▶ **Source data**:

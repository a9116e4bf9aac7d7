// Startup sequencing for the GBA web loader
pub mod boot;
pub mod config;
pub mod error;
pub mod host;
pub mod prelude;
pub mod upload;

// Re-exports
pub use boot::{BootOutcome, Bootstrapper};
pub use config::BootConfig;
pub use error::{BootError, BootStage};
pub use host::{BootHost, EmulatorModule, UploadDone};
#![cfg(target_arch = "wasm32")]

// Nothing here constructs the mGBA module: the test runner has no bundler to
// resolve the npm import, so only the page-facing half of startup is covered.

wasm_bindgen_test::wasm_bindgen_test_configure!(run_in_browser);

use gba_boot::prelude::*;
use gba_wasm::bootstrap::{StartGuard, parse_options, prepare};
use gba_wasm::web_host::WebHost;
use std::cell::Cell;
use wasm_bindgen::JsValue;
use wasm_bindgen_test::wasm_bindgen_test;
use web_sys::Element;

fn insert(tag: &str, id: &str) -> Element {
    let document = web_sys::window().unwrap().document().unwrap();
    let element = document.create_element(tag).unwrap();
    element.set_id(id);
    document.body().unwrap().append_child(&element).unwrap();
    element
}

fn config_for(canvas_id: &str) -> BootConfig {
    BootConfig {
        canvas_id: canvas_id.to_owned(),
        ..Default::default()
    }
}

#[wasm_bindgen_test]
fn finds_canvas_by_id() {
    let canvas = insert("canvas", "gba-screen");
    assert!(WebHost::new().find_surface("gba-screen").is_some());
    canvas.remove();
}

#[wasm_bindgen_test]
fn element_that_is_not_a_canvas_counts_as_missing() {
    let div = insert("div", "canvas");
    assert!(WebHost::new().find_surface("canvas").is_none());
    div.remove();
}

#[wasm_bindgen_test]
fn missing_id_counts_as_missing() {
    assert!(WebHost::new().find_surface("no-such-element").is_none());
}

#[wasm_bindgen_test]
fn prepare_throws_when_canvas_is_missing() {
    let err = prepare(config_for("absent-screen"))
        .err()
        .expect("prepare should fail without a canvas");
    let err: js_sys::Error = err.into();
    assert!(String::from(err.message()).starts_with("No canvas"));
}

#[wasm_bindgen_test]
fn prepare_throws_on_invalid_config() {
    let config = BootConfig {
        games_dir: "relative/games".into(),
        ..config_for("gba-config-check")
    };
    let canvas = insert("canvas", "gba-config-check");
    let err = prepare(config).err().expect("invalid config should be refused");
    let err: js_sys::Error = err.into();
    assert!(String::from(err.message()).starts_with("Invalid boot configuration"));
    canvas.remove();
}

#[wasm_bindgen_test]
fn prepare_returns_the_canvas() {
    let canvas = insert("canvas", "gba-prepare");
    let (_boot, surface) = prepare(config_for("gba-prepare")).expect("canvas is present");
    assert_eq!(surface.id(), "gba-prepare");
    canvas.remove();
}

#[wasm_bindgen_test]
async fn http_error_status_fails_the_fetch() {
    let result = WebHost::new().fetch_rom("/no-such-rom-9f1c.gba").await;
    match result {
        Err(BootError::Fetch(msg)) => assert!(msg.contains("HTTP 404"), "{}", msg),
        Err(other) => panic!("expected a fetch error, got {:?}", other),
        Ok(_) => panic!("fetch of a missing ROM succeeded"),
    }
}

#[wasm_bindgen_test]
fn failed_start_can_be_retried() {
    let guard = StartGuard::new();
    let calls = Cell::new(0);

    let first = guard.run_once(|| {
        calls.set(calls.get() + 1);
        Err(JsValue::from_str("No canvas"))
    });
    assert!(first.is_err());

    let second = guard.run_once(|| {
        calls.set(calls.get() + 1);
        Ok(())
    });
    assert!(second.is_ok());
    assert_eq!(calls.get(), 2);
}

#[wasm_bindgen_test]
fn second_start_is_ignored() {
    let guard = StartGuard::new();
    let calls = Cell::new(0);

    guard
        .run_once(|| {
            calls.set(calls.get() + 1);
            Ok(())
        })
        .unwrap();
    let again = guard.run_once(|| {
        calls.set(calls.get() + 1);
        Err(JsValue::from_str("should not run"))
    });

    assert!(again.is_ok());
    assert_eq!(calls.get(), 1);
}

#[wasm_bindgen_test]
fn missing_options_mean_defaults() {
    assert_eq!(parse_options(JsValue::UNDEFINED).unwrap(), BootConfig::default());
    assert_eq!(parse_options(JsValue::NULL).unwrap(), BootConfig::default());
}

#[wasm_bindgen_test]
fn partial_options_keep_defaults() {
    let options = js_sys::Object::new();
    js_sys::Reflect::set(&options, &"canvasId".into(), &"screen".into()).unwrap();
    let config = parse_options(options.into()).unwrap();
    assert_eq!(config.canvas_id, "screen");
    assert_eq!(config.rom_path(), "/data/games/game.gba");
}

#[wasm_bindgen_test]
fn malformed_options_are_an_invalid_config() {
    let options = js_sys::Object::new();
    js_sys::Reflect::set(&options, &"romUrl".into(), &JsValue::from_f64(7.0)).unwrap();
    let err: js_sys::Error = parse_options(options.into())
        .err()
        .expect("a numeric romUrl should be refused")
        .into();
    assert!(String::from(err.message()).starts_with("Invalid boot configuration: "));
}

▶ **Brief**:
Each line holding the word "BootError" must be pulled from the records.

▶ **Your solution**:
pub use error::{BootError, BootStage};
        Err(BootError::Fetch(msg)) => assert!(msg.contains("HTTP 404"), "{}", msg),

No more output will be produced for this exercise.